Este joven músico ecuatoriano-libanés, aunque es reconocido en Europa, se sabe poco de él en el país y desde hace cinco años no se ha presentado en un escenario local.
Samir está a punto de cumplir un sueño esta noche. Un anhelo que tiene que ver con la paz y que nació a raíz de los conflictos armados que protagonizaron Hezbolá e Israel.
Hoy, desde las 21h00 (hora local), realiza una presentación en la sala de conferencias de la Unesco (sede en París), que tiene capacidad para 1.600 personas. El concierto ha sido denominado Pianos en paz (
www.pianosenpaix.org) y es un proyecto en el que él se reúne junto con el pianista Amir Katz, de origen israelí.
Samir Elghoul, de 29 años, tiene prevista esta presentación desde mayo pasado y cuenta con la colaboración de la Fundación Hablando en Paz, para que sea posible.
Según Elghoul, Líbano e Israel “no han sabido dejar de lado odios y resentimientos. No han sabido vivir de otro modo. Y la intención de unir a pianistas de las dos naciones es mostrarles otras formas de expresión y de lenguajes que lleven a entendernos”.
Él abre la velada musical con la Gran Sonata para piano Opus 37, de Piotr Ilitch Tchaikovsky. En la segunda parte y para cerrar el espectáculo, el pianista israelí Amir Katz interpretará la Sonata en si bemol mayor D960, de Franz Schubert.
Katz es un veterano de la Hochschule de Munich, ha sido laureado en concursos internacionales y ex alumno de la maestra rusa Elisso Virsaladze, al igual que Elghoul.

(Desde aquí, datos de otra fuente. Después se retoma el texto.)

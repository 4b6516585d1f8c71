use crate::model::app_id::{ApplicationId, ReleaseStatus};
use serde::{Deserialize, Serialize};

/// Persister record summary for a cube revision. Mirrors what the storage
/// layer indexes without necessarily decompressing cube data.
#[derive(Debug, Clone, PartialEq, Serialize, Deserialize)]
pub struct CubeInfo {
    pub id: i64,
    pub tenant: String,
    pub app: String,
    pub version: String,
    pub status: ReleaseStatus,
    pub branch: String,
    pub name: String,
    pub sha1: String,
    /// SHA-1 of the HEAD revision this branch copy was taken from, when known.
    #[serde(skip_serializing_if = "Option::is_none")]
    pub head_sha1: Option<String>,
    pub revision: i64,
    /// True when the branch copy diverged from its HEAD ancestor.
    pub changed: bool,
    pub created_at: String,
    pub created_by: String,
    #[serde(skip_serializing_if = "Option::is_none")]
    pub notes: Option<String>,
    /// Raw cube JSON, present only when the search asked for it.
    #[serde(skip_serializing_if = "Option::is_none")]
    pub cube_json: Option<String>,
    #[serde(skip_serializing_if = "Option::is_none")]
    pub test_data: Option<String>,
}

impl CubeInfo {
    pub fn app_id(&self) -> ApplicationId {
        ApplicationId {
            tenant: self.tenant.clone(),
            app: self.app.clone(),
            version: self.version.clone(),
            status: self.status,
            branch: self.branch.clone(),
        }
    }
}

/// Flags steering [`crate::store::traits::Persister::search`].
#[derive(Debug, Clone, Default, PartialEq, Serialize, Deserialize)]
#[serde(default)]
pub struct SearchOptions {
    pub exact_match_name: bool,
    pub active_records_only: bool,
    pub deleted_records_only: bool,
    pub changed_records_only: bool,
    pub include_cube_data: bool,
    pub include_test_data: bool,
    pub include_notes: bool,
}

impl SearchOptions {
    pub fn active_only() -> Self {
        SearchOptions {
            active_records_only: true,
            ..Default::default()
        }
    }
}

Ambos músicos esperan que las comunidades judía y árabe asistan al espectáculo. Además de cientos de europeos. La idea es que esta sea la primera edición de una serie de conciertos presentados en el mundo.
Samir Elghoul brindará presentaciones en Europa y posiblemente conciertos en el país, donde no ha recibido propuestas en los últimos cinco años.
Esta posibilidad se da gracias al apoyo de la Fundación Zaldumbide.